[Material provided — start]

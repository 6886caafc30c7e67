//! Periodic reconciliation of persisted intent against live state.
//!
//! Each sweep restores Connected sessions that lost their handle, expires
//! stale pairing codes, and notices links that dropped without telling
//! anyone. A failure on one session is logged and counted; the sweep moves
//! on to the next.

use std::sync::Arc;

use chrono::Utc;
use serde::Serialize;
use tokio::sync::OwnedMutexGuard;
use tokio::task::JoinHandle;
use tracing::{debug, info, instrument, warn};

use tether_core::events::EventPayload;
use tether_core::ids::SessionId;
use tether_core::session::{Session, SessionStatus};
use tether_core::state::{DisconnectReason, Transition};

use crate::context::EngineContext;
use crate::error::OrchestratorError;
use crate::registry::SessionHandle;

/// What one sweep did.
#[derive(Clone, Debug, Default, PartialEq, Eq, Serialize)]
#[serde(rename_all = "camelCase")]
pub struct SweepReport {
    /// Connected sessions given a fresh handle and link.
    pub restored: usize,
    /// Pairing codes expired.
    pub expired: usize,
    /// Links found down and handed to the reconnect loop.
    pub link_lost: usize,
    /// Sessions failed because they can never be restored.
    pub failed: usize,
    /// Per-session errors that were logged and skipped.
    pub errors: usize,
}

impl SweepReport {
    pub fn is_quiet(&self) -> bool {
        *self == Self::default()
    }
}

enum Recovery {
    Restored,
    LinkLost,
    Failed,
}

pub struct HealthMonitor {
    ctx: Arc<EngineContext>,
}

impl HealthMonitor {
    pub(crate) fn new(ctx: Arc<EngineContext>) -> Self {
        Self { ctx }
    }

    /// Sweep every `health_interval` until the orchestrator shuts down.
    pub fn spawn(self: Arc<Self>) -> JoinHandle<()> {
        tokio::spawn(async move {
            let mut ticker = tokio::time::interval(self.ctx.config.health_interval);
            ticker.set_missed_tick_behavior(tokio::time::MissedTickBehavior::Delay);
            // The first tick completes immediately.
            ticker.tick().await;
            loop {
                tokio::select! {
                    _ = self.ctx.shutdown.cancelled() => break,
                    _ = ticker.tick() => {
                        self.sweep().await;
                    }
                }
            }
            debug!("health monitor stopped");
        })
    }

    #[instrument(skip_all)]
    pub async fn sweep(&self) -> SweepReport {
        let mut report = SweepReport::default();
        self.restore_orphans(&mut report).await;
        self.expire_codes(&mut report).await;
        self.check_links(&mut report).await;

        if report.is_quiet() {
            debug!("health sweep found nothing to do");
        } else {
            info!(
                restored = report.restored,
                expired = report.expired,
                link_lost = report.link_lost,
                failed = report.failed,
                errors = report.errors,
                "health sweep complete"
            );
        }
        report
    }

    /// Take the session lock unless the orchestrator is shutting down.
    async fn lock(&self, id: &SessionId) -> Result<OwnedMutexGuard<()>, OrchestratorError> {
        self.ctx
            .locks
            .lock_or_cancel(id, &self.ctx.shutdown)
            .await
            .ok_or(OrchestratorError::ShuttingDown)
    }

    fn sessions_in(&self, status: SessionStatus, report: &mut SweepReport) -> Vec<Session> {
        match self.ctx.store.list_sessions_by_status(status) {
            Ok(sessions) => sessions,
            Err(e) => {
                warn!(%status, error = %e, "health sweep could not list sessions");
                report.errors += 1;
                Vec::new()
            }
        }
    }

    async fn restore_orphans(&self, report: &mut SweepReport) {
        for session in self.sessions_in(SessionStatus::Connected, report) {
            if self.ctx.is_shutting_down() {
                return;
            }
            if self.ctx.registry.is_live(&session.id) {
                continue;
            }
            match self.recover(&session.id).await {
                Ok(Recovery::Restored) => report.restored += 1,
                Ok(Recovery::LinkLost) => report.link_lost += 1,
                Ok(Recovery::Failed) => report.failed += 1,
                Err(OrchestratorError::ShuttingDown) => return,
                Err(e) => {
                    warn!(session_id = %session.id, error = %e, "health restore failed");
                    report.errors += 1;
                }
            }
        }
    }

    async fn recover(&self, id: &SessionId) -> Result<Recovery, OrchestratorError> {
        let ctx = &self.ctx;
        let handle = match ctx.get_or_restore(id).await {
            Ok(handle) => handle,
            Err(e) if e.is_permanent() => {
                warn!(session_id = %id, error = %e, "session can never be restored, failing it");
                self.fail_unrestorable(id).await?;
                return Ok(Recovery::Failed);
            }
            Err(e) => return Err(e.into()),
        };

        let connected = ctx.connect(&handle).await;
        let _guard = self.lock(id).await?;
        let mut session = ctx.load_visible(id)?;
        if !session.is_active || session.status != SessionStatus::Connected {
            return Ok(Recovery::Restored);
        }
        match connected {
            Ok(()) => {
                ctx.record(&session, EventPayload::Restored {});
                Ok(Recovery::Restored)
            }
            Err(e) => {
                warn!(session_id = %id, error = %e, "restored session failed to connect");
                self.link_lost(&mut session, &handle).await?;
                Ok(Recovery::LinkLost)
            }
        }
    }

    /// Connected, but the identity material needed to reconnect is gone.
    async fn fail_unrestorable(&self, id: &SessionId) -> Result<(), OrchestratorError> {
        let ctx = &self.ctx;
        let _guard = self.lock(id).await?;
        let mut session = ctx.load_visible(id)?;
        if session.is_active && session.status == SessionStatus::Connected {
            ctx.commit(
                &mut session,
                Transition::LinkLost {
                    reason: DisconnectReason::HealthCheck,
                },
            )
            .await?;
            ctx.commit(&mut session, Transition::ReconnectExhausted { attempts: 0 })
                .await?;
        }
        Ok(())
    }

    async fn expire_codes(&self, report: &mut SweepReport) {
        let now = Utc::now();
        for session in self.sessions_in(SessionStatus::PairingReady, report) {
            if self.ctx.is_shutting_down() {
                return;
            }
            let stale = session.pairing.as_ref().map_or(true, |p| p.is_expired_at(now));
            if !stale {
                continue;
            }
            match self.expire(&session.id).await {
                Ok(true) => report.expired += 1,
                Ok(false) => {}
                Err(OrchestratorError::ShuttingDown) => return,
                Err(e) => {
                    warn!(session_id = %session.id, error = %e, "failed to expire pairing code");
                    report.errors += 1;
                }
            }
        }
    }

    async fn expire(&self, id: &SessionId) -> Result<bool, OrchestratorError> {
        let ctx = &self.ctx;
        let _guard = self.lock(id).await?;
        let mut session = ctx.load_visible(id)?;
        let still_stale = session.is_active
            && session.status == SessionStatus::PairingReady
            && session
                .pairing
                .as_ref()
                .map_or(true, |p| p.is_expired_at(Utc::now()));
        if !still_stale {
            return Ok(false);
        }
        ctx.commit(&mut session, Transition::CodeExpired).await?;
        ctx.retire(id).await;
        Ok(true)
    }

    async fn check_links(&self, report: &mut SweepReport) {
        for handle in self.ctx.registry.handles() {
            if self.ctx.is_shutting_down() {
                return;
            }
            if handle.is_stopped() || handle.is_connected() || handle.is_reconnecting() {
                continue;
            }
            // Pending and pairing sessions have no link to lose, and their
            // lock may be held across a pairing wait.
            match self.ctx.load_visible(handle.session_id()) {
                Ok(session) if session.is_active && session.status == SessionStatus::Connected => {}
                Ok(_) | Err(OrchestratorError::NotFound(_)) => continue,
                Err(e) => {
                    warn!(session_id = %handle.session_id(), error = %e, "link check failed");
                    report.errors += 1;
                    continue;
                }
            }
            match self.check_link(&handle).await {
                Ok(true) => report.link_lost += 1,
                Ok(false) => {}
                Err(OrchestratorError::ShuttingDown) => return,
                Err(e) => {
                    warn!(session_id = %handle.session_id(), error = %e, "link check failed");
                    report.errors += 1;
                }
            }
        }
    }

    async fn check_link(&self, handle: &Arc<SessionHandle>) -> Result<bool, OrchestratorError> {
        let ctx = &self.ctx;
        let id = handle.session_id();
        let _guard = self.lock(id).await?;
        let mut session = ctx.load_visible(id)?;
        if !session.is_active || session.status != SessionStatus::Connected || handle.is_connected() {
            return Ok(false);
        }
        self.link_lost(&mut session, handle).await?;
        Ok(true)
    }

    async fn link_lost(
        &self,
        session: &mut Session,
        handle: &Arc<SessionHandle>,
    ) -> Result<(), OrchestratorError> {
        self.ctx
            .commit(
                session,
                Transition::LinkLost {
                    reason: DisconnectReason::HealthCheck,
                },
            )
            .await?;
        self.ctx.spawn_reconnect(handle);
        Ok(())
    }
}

[Material provided — finish]
[Material provided — start]

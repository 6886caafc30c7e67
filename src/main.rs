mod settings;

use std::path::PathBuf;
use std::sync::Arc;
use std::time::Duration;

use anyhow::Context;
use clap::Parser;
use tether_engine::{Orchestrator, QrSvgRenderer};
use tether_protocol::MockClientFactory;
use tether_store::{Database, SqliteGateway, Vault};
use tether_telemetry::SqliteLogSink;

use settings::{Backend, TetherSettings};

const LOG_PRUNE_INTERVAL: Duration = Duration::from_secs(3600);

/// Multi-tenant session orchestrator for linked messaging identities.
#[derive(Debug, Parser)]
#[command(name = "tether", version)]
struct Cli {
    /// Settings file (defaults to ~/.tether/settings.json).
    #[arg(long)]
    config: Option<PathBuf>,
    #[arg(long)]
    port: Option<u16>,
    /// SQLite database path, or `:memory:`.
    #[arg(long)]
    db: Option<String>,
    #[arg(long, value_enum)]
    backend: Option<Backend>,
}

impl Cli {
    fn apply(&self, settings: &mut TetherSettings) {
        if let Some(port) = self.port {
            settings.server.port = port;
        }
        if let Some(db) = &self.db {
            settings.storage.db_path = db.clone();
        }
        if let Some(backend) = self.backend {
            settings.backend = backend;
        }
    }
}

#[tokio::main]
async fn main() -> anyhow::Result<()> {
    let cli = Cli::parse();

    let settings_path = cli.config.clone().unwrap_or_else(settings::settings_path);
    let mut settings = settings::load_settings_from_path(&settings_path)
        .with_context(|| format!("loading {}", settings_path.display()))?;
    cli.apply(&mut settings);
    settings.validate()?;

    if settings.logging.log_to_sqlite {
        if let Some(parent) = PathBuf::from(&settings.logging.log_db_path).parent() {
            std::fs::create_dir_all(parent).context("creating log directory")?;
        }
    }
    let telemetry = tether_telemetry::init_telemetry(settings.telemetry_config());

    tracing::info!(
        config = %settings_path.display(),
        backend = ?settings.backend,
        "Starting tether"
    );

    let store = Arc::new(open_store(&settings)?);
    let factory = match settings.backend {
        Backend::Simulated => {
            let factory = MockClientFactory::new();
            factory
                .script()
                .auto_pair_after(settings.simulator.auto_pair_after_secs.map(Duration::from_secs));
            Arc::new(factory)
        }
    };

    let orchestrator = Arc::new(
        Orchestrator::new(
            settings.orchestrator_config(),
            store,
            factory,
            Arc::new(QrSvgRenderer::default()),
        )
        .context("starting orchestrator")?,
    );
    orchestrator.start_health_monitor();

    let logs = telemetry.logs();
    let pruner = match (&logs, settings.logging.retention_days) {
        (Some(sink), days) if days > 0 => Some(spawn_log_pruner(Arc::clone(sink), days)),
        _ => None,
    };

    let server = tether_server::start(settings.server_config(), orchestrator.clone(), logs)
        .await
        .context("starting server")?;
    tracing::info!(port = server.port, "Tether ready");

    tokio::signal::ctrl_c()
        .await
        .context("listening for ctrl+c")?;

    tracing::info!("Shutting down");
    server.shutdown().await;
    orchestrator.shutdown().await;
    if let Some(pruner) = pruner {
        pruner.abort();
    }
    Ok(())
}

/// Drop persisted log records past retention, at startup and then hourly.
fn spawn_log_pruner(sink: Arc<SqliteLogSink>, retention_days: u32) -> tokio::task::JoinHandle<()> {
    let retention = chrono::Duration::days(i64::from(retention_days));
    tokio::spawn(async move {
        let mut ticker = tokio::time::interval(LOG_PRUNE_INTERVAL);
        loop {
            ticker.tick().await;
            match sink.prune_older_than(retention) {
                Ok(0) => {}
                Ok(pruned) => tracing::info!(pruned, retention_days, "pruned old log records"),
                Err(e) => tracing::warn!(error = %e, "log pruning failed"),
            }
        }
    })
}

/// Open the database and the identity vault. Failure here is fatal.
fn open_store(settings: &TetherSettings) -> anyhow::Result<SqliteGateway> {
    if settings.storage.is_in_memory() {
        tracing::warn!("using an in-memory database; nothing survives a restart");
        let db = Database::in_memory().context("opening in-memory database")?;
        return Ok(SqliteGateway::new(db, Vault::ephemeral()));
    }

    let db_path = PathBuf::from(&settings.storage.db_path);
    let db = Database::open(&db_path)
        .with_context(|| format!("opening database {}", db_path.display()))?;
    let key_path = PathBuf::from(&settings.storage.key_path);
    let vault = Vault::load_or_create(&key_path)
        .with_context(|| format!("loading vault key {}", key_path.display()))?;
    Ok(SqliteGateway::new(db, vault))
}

[Material provided — finish]
[Material provided — start]

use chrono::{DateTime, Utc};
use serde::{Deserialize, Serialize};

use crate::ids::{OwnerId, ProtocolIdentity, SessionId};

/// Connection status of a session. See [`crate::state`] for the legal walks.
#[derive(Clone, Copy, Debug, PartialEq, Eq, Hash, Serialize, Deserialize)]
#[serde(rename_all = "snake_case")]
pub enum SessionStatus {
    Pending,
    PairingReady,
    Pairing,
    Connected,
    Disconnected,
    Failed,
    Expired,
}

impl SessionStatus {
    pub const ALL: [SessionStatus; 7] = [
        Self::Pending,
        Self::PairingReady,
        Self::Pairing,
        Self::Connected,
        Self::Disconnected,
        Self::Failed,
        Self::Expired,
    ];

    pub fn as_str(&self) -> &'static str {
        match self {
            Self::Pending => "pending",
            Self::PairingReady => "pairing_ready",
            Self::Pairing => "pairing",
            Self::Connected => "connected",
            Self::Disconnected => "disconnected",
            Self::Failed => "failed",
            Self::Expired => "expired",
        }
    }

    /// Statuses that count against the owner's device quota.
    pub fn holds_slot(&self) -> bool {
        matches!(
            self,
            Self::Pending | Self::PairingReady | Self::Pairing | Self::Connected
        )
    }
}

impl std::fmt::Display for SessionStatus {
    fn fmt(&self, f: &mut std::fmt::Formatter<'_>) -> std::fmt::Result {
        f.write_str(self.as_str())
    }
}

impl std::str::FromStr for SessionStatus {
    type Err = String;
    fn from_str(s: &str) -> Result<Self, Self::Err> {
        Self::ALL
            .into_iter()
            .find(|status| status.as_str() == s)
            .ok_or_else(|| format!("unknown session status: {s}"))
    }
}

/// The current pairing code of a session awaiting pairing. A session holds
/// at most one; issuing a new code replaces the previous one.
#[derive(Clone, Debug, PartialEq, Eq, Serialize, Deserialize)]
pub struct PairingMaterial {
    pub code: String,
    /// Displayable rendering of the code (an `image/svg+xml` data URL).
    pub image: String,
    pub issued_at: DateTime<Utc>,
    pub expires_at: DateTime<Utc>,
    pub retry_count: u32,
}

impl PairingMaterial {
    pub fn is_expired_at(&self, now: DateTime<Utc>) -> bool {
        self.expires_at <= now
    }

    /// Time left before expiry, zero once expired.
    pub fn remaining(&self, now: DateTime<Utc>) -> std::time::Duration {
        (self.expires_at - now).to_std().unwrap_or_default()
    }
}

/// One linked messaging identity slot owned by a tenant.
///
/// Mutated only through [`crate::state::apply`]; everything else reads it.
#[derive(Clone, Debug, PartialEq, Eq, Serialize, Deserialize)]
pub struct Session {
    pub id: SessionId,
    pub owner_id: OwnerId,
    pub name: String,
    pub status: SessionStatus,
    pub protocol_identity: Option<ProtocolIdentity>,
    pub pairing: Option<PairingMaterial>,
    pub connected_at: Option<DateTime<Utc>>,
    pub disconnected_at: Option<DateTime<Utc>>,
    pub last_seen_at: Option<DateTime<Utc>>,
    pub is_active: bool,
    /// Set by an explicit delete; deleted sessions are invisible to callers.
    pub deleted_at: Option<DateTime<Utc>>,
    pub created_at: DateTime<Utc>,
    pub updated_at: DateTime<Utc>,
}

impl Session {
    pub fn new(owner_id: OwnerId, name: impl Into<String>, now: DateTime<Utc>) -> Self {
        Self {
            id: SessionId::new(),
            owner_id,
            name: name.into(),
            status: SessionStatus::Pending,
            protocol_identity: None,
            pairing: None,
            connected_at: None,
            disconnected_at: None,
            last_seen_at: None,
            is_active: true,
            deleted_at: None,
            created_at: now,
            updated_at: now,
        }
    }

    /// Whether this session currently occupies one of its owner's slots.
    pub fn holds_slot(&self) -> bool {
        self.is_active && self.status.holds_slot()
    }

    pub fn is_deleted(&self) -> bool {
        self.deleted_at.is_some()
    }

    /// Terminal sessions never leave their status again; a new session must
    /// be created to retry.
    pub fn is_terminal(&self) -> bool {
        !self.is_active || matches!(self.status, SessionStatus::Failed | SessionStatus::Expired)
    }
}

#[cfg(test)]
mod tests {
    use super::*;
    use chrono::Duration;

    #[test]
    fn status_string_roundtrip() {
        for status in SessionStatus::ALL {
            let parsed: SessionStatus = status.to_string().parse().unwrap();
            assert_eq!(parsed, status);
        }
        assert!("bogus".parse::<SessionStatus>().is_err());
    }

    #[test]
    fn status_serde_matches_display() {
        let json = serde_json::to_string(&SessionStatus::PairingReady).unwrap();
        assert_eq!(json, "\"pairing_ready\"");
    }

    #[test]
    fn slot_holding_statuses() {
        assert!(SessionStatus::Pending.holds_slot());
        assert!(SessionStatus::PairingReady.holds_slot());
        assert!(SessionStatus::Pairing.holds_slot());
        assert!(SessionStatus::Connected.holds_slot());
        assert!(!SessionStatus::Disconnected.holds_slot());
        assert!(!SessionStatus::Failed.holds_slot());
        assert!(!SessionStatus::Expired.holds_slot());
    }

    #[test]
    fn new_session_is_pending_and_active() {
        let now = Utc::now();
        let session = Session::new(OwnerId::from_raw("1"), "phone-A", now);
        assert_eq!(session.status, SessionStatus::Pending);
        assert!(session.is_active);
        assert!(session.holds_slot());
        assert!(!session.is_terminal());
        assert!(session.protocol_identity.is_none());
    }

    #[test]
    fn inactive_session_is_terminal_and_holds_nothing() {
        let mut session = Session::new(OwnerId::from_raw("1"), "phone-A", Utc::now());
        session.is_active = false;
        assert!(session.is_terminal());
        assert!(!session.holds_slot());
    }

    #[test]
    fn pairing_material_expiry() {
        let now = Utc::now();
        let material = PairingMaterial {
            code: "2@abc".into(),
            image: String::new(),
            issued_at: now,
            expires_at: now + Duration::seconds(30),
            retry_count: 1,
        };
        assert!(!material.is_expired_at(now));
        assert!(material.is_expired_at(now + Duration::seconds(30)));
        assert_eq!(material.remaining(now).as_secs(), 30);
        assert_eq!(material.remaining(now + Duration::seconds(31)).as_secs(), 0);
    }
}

[Material provided — finish]

__Exercise instructions__:
Find the word "tenant" in the data and copy out each line where it turns up.

__Result of this exercise__:
/// Multi-tenant session orchestrator for linked messaging identities.
/// One linked messaging identity slot owned by a tenant.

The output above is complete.